WHAT YOU NEED TO DO
Your answer should be every line of the records that contains the word "bool", copied as it stands.

[Records excerpted from a collection]
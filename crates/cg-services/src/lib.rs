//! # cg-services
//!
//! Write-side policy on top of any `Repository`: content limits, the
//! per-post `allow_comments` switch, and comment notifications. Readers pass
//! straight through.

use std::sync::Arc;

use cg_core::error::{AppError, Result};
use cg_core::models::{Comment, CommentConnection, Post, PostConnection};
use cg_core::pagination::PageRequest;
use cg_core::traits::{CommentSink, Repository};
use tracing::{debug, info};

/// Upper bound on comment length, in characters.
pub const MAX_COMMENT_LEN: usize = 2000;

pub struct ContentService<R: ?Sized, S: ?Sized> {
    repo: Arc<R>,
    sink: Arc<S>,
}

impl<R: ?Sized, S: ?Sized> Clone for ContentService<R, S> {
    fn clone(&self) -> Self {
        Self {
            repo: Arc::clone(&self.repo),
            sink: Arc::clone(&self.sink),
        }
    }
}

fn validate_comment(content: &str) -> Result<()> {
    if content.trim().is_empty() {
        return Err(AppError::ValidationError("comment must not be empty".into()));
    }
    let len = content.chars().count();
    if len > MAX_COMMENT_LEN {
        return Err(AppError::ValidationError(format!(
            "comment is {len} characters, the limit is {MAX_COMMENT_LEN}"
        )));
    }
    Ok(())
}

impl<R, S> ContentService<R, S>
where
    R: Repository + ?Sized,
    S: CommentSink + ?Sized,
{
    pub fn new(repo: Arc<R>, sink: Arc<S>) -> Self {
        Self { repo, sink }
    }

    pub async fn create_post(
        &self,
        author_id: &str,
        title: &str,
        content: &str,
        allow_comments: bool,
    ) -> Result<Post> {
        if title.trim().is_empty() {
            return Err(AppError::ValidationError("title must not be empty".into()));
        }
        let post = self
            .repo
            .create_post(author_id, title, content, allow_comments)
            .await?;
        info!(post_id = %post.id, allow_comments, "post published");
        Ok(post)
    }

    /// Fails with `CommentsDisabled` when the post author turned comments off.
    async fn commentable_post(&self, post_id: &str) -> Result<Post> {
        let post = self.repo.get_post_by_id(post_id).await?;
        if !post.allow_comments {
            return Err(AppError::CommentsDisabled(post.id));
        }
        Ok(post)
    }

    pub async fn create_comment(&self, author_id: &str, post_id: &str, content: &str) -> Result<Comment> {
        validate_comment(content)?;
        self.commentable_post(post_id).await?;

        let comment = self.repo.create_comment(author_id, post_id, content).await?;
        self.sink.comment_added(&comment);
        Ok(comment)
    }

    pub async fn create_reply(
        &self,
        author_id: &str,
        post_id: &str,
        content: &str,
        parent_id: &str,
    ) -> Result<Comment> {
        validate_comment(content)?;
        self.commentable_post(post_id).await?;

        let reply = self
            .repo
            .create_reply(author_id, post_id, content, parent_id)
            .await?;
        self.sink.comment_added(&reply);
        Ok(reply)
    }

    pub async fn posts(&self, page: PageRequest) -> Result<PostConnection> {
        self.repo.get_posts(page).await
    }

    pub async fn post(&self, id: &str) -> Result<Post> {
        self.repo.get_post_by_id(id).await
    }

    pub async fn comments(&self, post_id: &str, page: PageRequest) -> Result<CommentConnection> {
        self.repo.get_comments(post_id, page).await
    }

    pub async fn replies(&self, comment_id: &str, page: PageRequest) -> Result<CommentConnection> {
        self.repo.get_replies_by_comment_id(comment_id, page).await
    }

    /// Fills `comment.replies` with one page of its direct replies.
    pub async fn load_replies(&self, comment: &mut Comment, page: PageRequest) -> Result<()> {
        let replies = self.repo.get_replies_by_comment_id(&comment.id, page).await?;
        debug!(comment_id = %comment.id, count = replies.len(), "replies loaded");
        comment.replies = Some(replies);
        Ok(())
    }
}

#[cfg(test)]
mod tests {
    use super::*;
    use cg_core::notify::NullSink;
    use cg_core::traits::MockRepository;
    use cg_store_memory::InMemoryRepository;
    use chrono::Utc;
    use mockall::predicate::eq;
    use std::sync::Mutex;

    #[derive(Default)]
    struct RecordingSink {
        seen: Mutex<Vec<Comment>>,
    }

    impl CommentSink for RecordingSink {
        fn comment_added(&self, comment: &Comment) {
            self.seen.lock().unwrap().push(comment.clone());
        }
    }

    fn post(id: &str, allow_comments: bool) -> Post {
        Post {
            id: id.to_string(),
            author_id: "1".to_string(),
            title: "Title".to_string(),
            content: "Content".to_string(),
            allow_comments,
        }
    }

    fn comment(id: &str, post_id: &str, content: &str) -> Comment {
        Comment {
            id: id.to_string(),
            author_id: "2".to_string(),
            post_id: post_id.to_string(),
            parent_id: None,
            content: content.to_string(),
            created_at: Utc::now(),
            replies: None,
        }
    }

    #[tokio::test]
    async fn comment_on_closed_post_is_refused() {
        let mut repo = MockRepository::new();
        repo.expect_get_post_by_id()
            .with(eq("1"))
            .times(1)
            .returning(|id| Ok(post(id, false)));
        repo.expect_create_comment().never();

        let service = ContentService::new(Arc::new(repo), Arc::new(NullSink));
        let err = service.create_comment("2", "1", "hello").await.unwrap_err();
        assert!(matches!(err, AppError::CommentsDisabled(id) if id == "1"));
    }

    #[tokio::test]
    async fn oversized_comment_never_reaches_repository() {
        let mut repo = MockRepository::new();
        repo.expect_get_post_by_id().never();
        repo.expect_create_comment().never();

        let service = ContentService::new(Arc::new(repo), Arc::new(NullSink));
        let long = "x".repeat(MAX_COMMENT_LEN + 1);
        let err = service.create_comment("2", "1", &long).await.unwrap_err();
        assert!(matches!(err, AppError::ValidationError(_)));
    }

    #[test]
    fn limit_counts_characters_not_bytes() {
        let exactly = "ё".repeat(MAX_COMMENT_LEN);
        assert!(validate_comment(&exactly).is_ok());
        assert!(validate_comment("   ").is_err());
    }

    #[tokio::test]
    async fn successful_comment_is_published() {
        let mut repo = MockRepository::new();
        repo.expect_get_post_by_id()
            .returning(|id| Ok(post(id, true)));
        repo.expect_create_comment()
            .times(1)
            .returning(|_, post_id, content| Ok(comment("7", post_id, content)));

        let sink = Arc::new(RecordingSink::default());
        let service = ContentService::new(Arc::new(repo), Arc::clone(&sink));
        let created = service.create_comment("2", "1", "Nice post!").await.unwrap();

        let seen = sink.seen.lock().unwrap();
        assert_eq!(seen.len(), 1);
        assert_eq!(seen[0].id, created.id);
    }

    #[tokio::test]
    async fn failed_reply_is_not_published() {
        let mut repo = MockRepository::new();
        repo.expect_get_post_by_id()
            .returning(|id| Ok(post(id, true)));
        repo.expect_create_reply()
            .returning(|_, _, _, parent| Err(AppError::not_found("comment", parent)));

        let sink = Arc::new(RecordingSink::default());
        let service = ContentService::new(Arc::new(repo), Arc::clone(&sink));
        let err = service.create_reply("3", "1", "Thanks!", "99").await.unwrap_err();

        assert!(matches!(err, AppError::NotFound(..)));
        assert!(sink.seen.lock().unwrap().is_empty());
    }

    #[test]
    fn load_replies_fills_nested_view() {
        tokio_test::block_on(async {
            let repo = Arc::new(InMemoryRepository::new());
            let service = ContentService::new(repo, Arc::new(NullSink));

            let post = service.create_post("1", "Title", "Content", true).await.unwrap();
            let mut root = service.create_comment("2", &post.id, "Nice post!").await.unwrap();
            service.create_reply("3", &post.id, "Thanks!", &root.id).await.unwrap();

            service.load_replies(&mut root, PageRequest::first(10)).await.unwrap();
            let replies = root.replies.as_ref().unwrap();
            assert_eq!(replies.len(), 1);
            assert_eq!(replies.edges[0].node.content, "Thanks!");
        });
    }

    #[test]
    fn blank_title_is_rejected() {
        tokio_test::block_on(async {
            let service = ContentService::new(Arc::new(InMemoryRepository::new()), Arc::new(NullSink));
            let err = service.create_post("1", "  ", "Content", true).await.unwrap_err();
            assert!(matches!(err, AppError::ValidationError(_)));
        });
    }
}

EXERCISE OUTPUT
        allow_comments: bool,
    fn post(id: &str, allow_comments: bool) -> Post {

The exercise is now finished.